» REQUIREMENT: The answer must consist of each line below that contains the word "false", copied in full.

» DATASET EXCERPTS:
^^^^

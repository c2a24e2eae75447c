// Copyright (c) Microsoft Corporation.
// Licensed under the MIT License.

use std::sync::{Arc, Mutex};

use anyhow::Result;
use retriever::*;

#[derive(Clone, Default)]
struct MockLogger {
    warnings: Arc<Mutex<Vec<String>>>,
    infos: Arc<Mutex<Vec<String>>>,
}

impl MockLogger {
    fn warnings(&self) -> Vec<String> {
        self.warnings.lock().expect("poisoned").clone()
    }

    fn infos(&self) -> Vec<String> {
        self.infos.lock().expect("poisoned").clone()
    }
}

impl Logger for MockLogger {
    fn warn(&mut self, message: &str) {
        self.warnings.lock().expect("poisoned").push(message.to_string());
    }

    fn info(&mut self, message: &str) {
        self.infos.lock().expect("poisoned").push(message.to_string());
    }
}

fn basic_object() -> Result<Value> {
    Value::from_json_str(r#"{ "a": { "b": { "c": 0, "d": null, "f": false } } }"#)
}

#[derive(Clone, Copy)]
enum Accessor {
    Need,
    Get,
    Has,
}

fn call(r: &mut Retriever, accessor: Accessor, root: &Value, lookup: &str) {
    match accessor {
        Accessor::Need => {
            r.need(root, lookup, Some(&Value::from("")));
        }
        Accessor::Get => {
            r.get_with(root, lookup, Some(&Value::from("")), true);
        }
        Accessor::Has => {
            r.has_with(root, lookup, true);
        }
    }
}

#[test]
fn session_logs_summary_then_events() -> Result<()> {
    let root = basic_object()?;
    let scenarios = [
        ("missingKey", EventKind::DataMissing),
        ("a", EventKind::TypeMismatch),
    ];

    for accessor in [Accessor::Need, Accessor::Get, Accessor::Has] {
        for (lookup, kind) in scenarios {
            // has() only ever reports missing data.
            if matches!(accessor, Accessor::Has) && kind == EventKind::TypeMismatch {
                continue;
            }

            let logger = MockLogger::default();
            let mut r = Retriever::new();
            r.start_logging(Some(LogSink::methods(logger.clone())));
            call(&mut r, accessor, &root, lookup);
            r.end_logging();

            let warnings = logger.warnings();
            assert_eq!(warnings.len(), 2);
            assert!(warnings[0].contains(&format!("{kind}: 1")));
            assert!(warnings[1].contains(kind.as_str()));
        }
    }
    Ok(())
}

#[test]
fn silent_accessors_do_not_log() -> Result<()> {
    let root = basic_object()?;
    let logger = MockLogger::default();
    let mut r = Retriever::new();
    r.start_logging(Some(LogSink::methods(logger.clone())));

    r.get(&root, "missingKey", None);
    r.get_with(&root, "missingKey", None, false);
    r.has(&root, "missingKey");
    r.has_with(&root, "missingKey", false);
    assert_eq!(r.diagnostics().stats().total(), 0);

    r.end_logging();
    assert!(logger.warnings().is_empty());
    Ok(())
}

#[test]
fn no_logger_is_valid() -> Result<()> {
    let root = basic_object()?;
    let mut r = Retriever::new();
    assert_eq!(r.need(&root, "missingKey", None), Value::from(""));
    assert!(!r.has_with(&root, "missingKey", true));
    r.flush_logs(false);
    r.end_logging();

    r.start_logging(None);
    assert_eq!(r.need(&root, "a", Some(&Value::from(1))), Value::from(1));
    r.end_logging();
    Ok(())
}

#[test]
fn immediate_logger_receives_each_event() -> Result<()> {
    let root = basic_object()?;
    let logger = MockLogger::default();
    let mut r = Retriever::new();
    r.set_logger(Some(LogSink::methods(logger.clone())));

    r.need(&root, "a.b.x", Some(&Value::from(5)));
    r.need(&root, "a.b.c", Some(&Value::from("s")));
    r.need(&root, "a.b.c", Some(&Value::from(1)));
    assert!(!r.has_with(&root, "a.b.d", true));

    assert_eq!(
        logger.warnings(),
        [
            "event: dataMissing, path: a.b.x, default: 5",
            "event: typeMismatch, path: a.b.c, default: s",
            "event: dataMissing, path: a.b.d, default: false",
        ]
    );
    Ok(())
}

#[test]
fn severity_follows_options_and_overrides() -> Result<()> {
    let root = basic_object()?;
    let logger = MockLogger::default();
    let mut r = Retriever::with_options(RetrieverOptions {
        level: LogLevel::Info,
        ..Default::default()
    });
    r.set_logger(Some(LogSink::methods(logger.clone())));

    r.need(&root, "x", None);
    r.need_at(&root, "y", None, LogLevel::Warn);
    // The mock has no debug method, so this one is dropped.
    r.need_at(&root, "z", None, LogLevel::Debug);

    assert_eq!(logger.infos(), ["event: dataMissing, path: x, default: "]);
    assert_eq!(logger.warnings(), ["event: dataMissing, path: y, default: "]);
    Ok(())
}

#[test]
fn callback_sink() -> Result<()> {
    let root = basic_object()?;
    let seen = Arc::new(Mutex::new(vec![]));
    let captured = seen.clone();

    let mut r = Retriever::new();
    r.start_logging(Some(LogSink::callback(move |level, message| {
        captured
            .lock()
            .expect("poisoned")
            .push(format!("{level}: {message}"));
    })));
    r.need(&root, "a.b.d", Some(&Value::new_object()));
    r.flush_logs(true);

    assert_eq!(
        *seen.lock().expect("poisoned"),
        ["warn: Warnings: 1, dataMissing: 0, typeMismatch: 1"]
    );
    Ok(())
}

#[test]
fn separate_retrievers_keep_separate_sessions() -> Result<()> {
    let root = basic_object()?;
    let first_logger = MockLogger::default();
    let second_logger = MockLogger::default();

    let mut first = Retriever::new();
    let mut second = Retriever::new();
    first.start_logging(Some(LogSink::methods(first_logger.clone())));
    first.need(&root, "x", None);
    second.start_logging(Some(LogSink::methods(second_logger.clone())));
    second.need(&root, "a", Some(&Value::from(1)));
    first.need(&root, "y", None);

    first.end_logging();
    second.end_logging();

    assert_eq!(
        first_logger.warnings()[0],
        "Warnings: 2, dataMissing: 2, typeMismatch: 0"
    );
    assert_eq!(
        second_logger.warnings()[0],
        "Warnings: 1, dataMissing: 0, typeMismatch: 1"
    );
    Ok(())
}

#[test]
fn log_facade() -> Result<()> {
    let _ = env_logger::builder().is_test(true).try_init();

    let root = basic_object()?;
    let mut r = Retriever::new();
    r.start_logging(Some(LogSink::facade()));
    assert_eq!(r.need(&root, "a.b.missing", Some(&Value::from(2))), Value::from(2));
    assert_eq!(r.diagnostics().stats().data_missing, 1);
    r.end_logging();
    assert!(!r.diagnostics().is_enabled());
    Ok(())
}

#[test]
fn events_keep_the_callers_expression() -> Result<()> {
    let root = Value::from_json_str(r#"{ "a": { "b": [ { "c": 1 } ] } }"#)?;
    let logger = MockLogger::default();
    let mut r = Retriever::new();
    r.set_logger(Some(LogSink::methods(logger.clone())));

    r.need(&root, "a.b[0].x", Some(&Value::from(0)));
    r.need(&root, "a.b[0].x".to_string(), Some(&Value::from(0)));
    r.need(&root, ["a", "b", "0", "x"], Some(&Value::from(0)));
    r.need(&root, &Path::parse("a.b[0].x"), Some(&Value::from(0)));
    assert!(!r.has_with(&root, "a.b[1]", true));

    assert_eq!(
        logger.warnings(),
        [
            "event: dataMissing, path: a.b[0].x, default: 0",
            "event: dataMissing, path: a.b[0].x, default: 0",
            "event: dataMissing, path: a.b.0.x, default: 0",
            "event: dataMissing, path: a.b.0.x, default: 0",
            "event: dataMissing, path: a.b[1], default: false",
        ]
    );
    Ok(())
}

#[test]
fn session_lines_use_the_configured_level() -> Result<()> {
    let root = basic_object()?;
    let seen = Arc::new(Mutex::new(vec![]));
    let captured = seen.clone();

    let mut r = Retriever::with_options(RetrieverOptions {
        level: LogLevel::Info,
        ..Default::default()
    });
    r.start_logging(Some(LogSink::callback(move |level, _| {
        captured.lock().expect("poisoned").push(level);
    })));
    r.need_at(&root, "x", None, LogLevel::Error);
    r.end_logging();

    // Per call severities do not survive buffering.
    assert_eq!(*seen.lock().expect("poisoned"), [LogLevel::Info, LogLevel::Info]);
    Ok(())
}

^^^^

» RESPONSE TO THIS EXERCISE:
    Value::from_json_str(r#"{ "a": { "b": { "c": 0, "d": null, "f": false } } }"#)
    r.get_with(&root, "missingKey", None, false);
    r.has_with(&root, "missingKey", false);
    r.flush_logs(false);
            "event: dataMissing, path: a.b.d, default: false",
            "event: dataMissing, path: a.b[1], default: false",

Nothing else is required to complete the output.